**Instructions for the task:**
Gather each line in the entries that includes the string "ServerErrorsFailureClass".

**Data to examine:**
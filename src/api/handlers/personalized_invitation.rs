use axum::{
    extract::{Path, State},
    http::StatusCode,
    response::IntoResponse,
    Json,
};
use crate::state::AppState;
use crate::api::dtos::requests::{AcceptPersonalizedInvitationRequest, IssuePersonalizedInvitationRequest};
use crate::domain::models::invitation::InvitationKind;
use crate::error::AppError;
use std::sync::Arc;

pub async fn issue_invitation(
    State(state): State<Arc<AppState>>,
    Json(payload): Json<IssuePersonalizedInvitationRequest>,
) -> Result<impl IntoResponse, AppError> {
    let invitation = state.invitations
        .issue_personalized_invitation(&payload.event_id, &payload.edit_id, payload.name, payload.email)
        .await?;
    Ok((StatusCode::CREATED, Json(invitation)))
}

pub async fn get_invitation(
    State(state): State<Arc<AppState>>,
    Path(invitation_id): Path<String>,
) -> Result<impl IntoResponse, AppError> {
    let details = state.invitations
        .get_invitation_details(InvitationKind::Personalized, &invitation_id)
        .await?;
    Ok(Json(details))
}

/// The participant takes the name stored on the invitation.
pub async fn accept_invitation(
    State(state): State<Arc<AppState>>,
    Path(invitation_id): Path<String>,
    Json(payload): Json<AcceptPersonalizedInvitationRequest>,
) -> Result<impl IntoResponse, AppError> {
    let participant = state.invitations
        .redeem_personalized_invitation(&invitation_id, payload.email)
        .await?;
    Ok((StatusCode::CREATED, Json(participant)))
}

pub async fn revoke_invitation(
    State(state): State<Arc<AppState>>,
    Path((invitation_id, edit_id)): Path<(String, String)>,
) -> Result<impl IntoResponse, AppError> {
    state.invitations
        .revoke_invitation(InvitationKind::Personalized, &invitation_id, &edit_id)
        .await?;
    Ok(StatusCode::NO_CONTENT)
}
use axum::{
    body::Body,
    extract::{MatchedPath, Request},
    routing::{get, post, delete},
    Router,
};
use std::sync::Arc;
use std::time::Duration;
use crate::state::AppState;
use crate::api::handlers::{health, event, invitation, personalized_invitation, participant, comment};
use tower_http::{
    trace::TraceLayer,
    classify::ServerErrorsFailureClass,
};
use tracing::{info_span, Span, error, info};
use uuid::Uuid;

pub fn create_router(state: Arc<AppState>) -> Router {
    Router::new()
        .route("/health", get(health::health_check))

        // Events
        .route("/api/v1/events", post(event::create_event))
        .route("/api/v1/events/{event_id}", get(event::get_event))
        .route("/api/v1/events/{event_id}/ics", get(event::export_ics))
        .route("/api/v1/events/{event_id}/comments", get(comment::list_comments))
        .route(
            "/api/v1/events/{event_id}/admin/{edit_id}",
            get(event::get_admin_view)
                .patch(event::update_event)
                .put(event::update_event)
                .delete(event::delete_event),
        )

        // Generic invitations
        .route("/api/v1/invitations", post(invitation::issue_invitation))
        .route("/api/v1/invitations/{invitation_id}", get(invitation::get_invitation))
        .route("/api/v1/invitations/{invitation_id}/accept", post(invitation::accept_invitation))
        .route("/api/v1/invitations/{invitation_id}/{edit_id}", delete(invitation::revoke_invitation))

        // Personalized invitations
        .route("/api/v1/personalized-invitations", post(personalized_invitation::issue_invitation))
        .route("/api/v1/personalized-invitations/{invitation_id}", get(personalized_invitation::get_invitation))
        .route("/api/v1/personalized-invitations/{invitation_id}/accept", post(personalized_invitation::accept_invitation))
        .route("/api/v1/personalized-invitations/{invitation_id}/{edit_id}", delete(personalized_invitation::revoke_invitation))

        // Roster
        .route("/api/v1/participants/{participant_id}", delete(participant::remove_self))
        .route("/api/v1/participants/{participant_id}/{edit_id}", delete(participant::remove_by_organizer))

        // Comments
        .route("/api/v1/comments", post(comment::create_comment))
        .route("/api/v1/comments/{comment_id}/{caller_id}", delete(comment::delete_comment))

        .layer(
            TraceLayer::new_for_http()
                .make_span_with(|request: &Request<Body>| {
                    let request_id = Uuid::new_v4().to_string();
                    // Paths carry credentials; only the route template is recorded.
                    let route = request
                        .extensions()
                        .get::<MatchedPath>()
                        .map(|p| p.as_str().to_string())
                        .unwrap_or_default();
                    info_span!(
                        "http_request",
                        request_id = %request_id,
                        method = ?request.method(),
                        route = %route,
                        version = ?request.version(),
                    )
                })
                .on_request(|request: &Request<Body>, _span: &Span| {
                    info!("started processing request: {}", request.method());
                })
                .on_response(|response: &axum::http::Response<Body>, latency: Duration, _span: &Span| {
                    info!(
                        status = response.status().as_u16(),
                        latency_ms = latency.as_millis(),
                        "finished processing request"
                    );
                })
                .on_failure(|error: ServerErrorsFailureClass, _latency: Duration, _span: &Span| {
                    error!("request failed: {:?}", error);
                })
        )
        .with_state(state)
}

**Answer section:**
    classify::ServerErrorsFailureClass,
                .on_failure(|error: ServerErrorsFailureClass, _latency: Duration, _span: &Span| {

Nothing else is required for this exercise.